Su mano, salpicada de manchas marrones, sacó con muchísimo cuidado un recorte amarillento, como si fuera una hoja de un manuscrito iluminado, y la leyó.
Según fuentes con las que ha hablado este periódico, la aparición —descrita por testigos oculares como un ser desgarbado, que da la impresión de actuar mecánicamente— elige a sus víctimas entre los ciudadanos de Gotham cuya poca suerte, o escasa sensatez, les hace estar de noche por los alrededores de Inwood Hill. Muchos de sus ataques han sido mortales. Se han encontrado cadáveres en las más horribles posturas de reposo, con las mutilaciones más atroces que quepa imaginar. Otras personas han desaparecido, simplemente, y no han vuelto a ser vistas por nadie.

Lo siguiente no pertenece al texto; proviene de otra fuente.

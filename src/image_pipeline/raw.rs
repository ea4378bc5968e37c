//! RAW container access
//!
//! The [`RawBackend`] trait is the narrow surface the batch driver consumes;
//! [`RawLoaderBackend`] implements it with rawloader.

mod backend;
mod rawloader_backend;
pub mod preview;
pub mod types;

pub use backend::RawBackend;
pub use rawloader_backend::{RawContainer, RawLoaderBackend};
pub use types::{
    CameraMetadata, HistogramScale, PpmEncoding, PropertyList, RenderOptions, SensorBlock,
};
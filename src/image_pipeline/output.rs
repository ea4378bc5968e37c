//! Output writing module
//!
//! Encoders for every artifact the driver can produce: TIFF and DNG through
//! the tiff crate, PPM, CSV histograms and JSON metadata dumps.

mod writer;
mod standard_tiff_writer;
pub mod histogram;
pub mod metadata;
pub mod ppm_writer;

pub use writer::{DngInfo, TiffWriter};
pub use standard_tiff_writer::StandardTiffWriter;
pub use histogram::write_histogram;
pub use metadata::write_metadata;
pub use ppm_writer::write_ppm;
use std::io::Read;
use std::path::Path;

use crate::image_pipeline::common::error::Result;
use crate::image_pipeline::raw::types::{HistogramScale, PpmEncoding, RenderOptions};

/// Decoding and output library the batch driver runs on.
///
/// `load_*` calls materialize one block of the container; the `dump_*` calls
/// write one artifact to `dest` from blocks loaded earlier. A dump never
/// touches any path other than `dest`.
pub trait RawBackend {
    type Container;

    fn open_container(&self, input: &mut dyn Read) -> Result<Self::Container>;

    fn load_embedded_preview(&self, container: &mut Self::Container) -> Result<()>;
    fn load_property_list(&self, container: &mut Self::Container) -> Result<()>;
    fn load_camera_metadata(&self, container: &mut Self::Container) -> Result<()>;
    fn load_undecoded_sensor_block(&self, container: &mut Self::Container) -> Result<()>;
    fn load_decoded_sensor_block(&self, container: &mut Self::Container) -> Result<()>;

    fn dump_preview(&self, container: &Self::Container, dest: &Path) -> Result<()>;
    fn dump_metadata(
        &self,
        container: &Self::Container,
        max_matrix_elements: usize,
        dest: &Path,
    ) -> Result<()>;
    fn dump_raw_block(&self, container: &Self::Container, dest: &Path) -> Result<()>;
    fn dump_tiff(&self, container: &Self::Container, options: &RenderOptions, dest: &Path)
        -> Result<()>;
    fn dump_dng(&self, container: &Self::Container, options: &RenderOptions, dest: &Path)
        -> Result<()>;
    fn dump_ppm(
        &self,
        container: &Self::Container,
        options: &RenderOptions,
        encoding: PpmEncoding,
        dest: &Path,
    ) -> Result<()>;
    fn dump_histogram(
        &self,
        container: &Self::Container,
        options: &RenderOptions,
        scale: HistogramScale,
        dest: &Path,
    ) -> Result<()>;
}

—¿Cómo los mutilaban, exactamente? —preguntó D'Agosta.
—Destripándolos y cortándoles algunos dedos, la mayoría de las veces el corazón y el dedo medio de los pies. Al menos es lo que decía la prensa, aunque el
Sun
no destacaba por su probidad, teniente. Fue el pionero de la «prensa amarilla». Resulta que lo imprimían en papel amarillo, que por aquel entonces era el más barato. En esa época, blanquear y recortar incrementaba los costes de impresión en un veinte por ciento, y…

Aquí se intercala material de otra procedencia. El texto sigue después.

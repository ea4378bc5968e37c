//! Execution configuration types

use std::path::PathBuf;

use crate::image_pipeline::raw::types::RenderOptions;

/// Default cap on matrix elements written to a metadata dump.
pub const DEFAULT_MAX_MATRIX_ELEMENTS: usize = 100;

/// Artifact produced for every input file.
#[derive(Debug, Clone, Copy, PartialEq, Eq)]
pub enum OutputKind {
    /// Sensor block as stored, no processing
    RawBlock,
    /// 3x16 bit RGB TIFF
    Tiff,
    /// DNG LinearRaw (default)
    Dng,
    /// 16 bit PPM, P3 (ascii)
    PpmAscii,
    /// 16 bit PPM, P6 (binary)
    PpmBinary,
    /// CSV histogram, one row per value
    HistogramLinear,
    /// CSV histogram, logarithmic exposure bins
    HistogramLog,
    /// Embedded JPEG preview
    JpegExtract,
    /// Property list and camera metadata
    MetaExtract,
}

impl OutputKind {
    /// Extension appended to the output base name.
    pub fn extension(self) -> &'static str {
        match self {
            OutputKind::RawBlock => ".raw",
            OutputKind::Tiff => ".tif",
            OutputKind::Dng => ".dng",
            OutputKind::PpmAscii | OutputKind::PpmBinary => ".ppm",
            OutputKind::HistogramLinear | OutputKind::HistogramLog => ".csv",
            OutputKind::JpegExtract => ".jpg",
            OutputKind::MetaExtract => ".meta",
        }
    }

    /// Human readable label used in progress messages.
    pub fn describe(self) -> &'static str {
        match self {
            OutputKind::RawBlock => "RAW block",
            OutputKind::Tiff => "RAW as TIFF",
            OutputKind::Dng => "RAW as DNG",
            OutputKind::PpmAscii | OutputKind::PpmBinary => "RAW as PPM",
            OutputKind::HistogramLinear | OutputKind::HistogramLog => "RAW as CSV histogram",
            OutputKind::JpegExtract => "JPEG",
            OutputKind::MetaExtract => "META DATA",
        }
    }
}

/// Color encoding applied to rendered pixels.
#[derive(Debug, Clone, Copy, PartialEq, Eq)]
pub enum ColorEncoding {
    /// White-balanced camera RGB
    None,
    Srgb,
    AdobeRgb,
    ProPhotoRgb,
    /// Sensor values without any preprocessing
    Unprocessed,
    /// Top layer of a layered sensor without preprocessing
    QuattroTop,
}

impl ColorEncoding {
    /// Parses the value of `-color`. Only the three output spaces are accepted there.
    pub fn from_switch_value(name: &str) -> Option<Self> {
        match name {
            "sRGB" => Some(ColorEncoding::Srgb),
            "AdobeRGB" => Some(ColorEncoding::AdobeRgb),
            "ProPhotoRGB" => Some(ColorEncoding::ProPhotoRgb),
            _ => None,
        }
    }
}

/// Black level offset for old sensors.
#[derive(Debug, Clone, Copy, PartialEq, Eq, Default)]
pub enum LegacyOffset {
    /// Take the black level from the container
    #[default]
    Automatic,
    Fixed(i32),
}

/// Configuration for one batch run. Built once, read-only afterwards.
#[derive(Debug, Clone)]
pub struct ExecutionConfig {
    pub output_kind: OutputKind,
    pub output_dir: Option<PathBuf>,
    pub color_encoding: ColorEncoding,
    pub crop: bool,
    pub denoise: bool,
    pub white_balance: Option<String>,
    pub use_accelerator: bool,
    pub legacy_offset: LegacyOffset,
    pub max_matrix_elements: usize,
}

impl Default for ExecutionConfig {
    fn default() -> Self {
        Self {
            output_kind: OutputKind::Dng,
            output_dir: None,
            color_encoding: ColorEncoding::None,
            crop: false,
            denoise: false,
            white_balance: None,
            use_accelerator: false,
            legacy_offset: LegacyOffset::Automatic,
            max_matrix_elements: DEFAULT_MAX_MATRIX_ELEMENTS,
        }
    }
}

impl ExecutionConfig {
    pub fn builder() -> ExecutionConfigBuilder {
        ExecutionConfigBuilder::default()
    }

    /// Parameters handed to every pixel-rendering collaborator call.
    pub fn render_options(&self) -> RenderOptions {
        RenderOptions {
            color_encoding: self.color_encoding,
            crop: self.crop,
            denoise: self.denoise,
            white_balance: self.white_balance.clone(),
            use_accelerator: self.use_accelerator,
            legacy_offset: self.legacy_offset,
        }
    }
}

/// Builder for ExecutionConfig
#[derive(Default)]
pub struct ExecutionConfigBuilder {
    output_kind: Option<OutputKind>,
    output_dir: Option<Option<PathBuf>>,
    color_encoding: Option<ColorEncoding>,
    crop: Option<bool>,
    denoise: Option<bool>,
    white_balance: Option<Option<String>>,
    use_accelerator: Option<bool>,
    legacy_offset: Option<LegacyOffset>,
    max_matrix_elements: Option<usize>,
}

impl ExecutionConfigBuilder {
    pub fn output_kind(mut self, kind: OutputKind) -> Self {
        self.output_kind = Some(kind);
        self
    }

    pub fn output_dir(mut self, dir: Option<PathBuf>) -> Self {
        self.output_dir = Some(dir);
        self
    }

    pub fn color_encoding(mut self, encoding: ColorEncoding) -> Self {
        self.color_encoding = Some(encoding);
        self
    }

    pub fn crop(mut self, enable: bool) -> Self {
        self.crop = Some(enable);
        self
    }

    pub fn denoise(mut self, enable: bool) -> Self {
        self.denoise = Some(enable);
        self
    }

    pub fn white_balance(mut self, preset: Option<String>) -> Self {
        self.white_balance = Some(preset);
        self
    }

    pub fn use_accelerator(mut self, enable: bool) -> Self {
        self.use_accelerator = Some(enable);
        self
    }

    pub fn legacy_offset(mut self, offset: LegacyOffset) -> Self {
        self.legacy_offset = Some(offset);
        self
    }

    pub fn max_matrix_elements(mut self, max: usize) -> Self {
        self.max_matrix_elements = Some(max);
        self
    }

    pub fn build(self) -> ExecutionConfig {
        let default = ExecutionConfig::default();
        ExecutionConfig {
            output_kind: self.output_kind.unwrap_or(default.output_kind),
            output_dir: self.output_dir.unwrap_or(default.output_dir),
            color_encoding: self.color_encoding.unwrap_or(default.color_encoding),
            crop: self.crop.unwrap_or(default.crop),
            denoise: self.denoise.unwrap_or(default.denoise),
            white_balance: self.white_balance.unwrap_or(default.white_balance),
            use_accelerator: self.use_accelerator.unwrap_or(default.use_accelerator),
            legacy_offset: self.legacy_offset.unwrap_or(default.legacy_offset),
            max_matrix_elements: self.max_matrix_elements.unwrap_or(default.max_matrix_elements),
        }
    }
}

—Muy interesante —interrumpió Pendergast con suavidad al archivero—. Le ruego que prosiga, señor Wren.
Más movimiento de papeles, y golpes con los dedos.
—Si hemos de dar crédito a estas noticias, parece que el ser a quien calificaban de mecánico pudo matar a cuatro personas.
—¿Cuatro personas? ¿Y a eso se referían con «ciudadanos de Gotham»?
—Repito que el
Sun
era un periódico sensacionalista, teniente. La exageración era su pan de cada día. Hay que leer con pinzas las noticias.
—¿Quiénes eran los ciudadanos asesinados?
—Al primero, decapitado, no se le pudo identificar. El segundo era un tal Phipps Gormly, arquitecto paisajista. El tercero también era un ciudadano muy respetable, un miembro de la comisión de parques que al parecer salió a dar un paseo. Cornelius Sprague, se llamaba. El asesinato consecutivo de dos ciudadanos respetables causó sensación. El cuarto asesinato, casi inmediato al tercero, tuvo como víctima al cuidador de una finca de la zona, la casa de campo de los Straus en Inwood Hill. Lo raro de este último crimen es que encontraron el cadáver cuando la víctima llevaba unos meses desaparecida, y sin embargo acababan de matarla.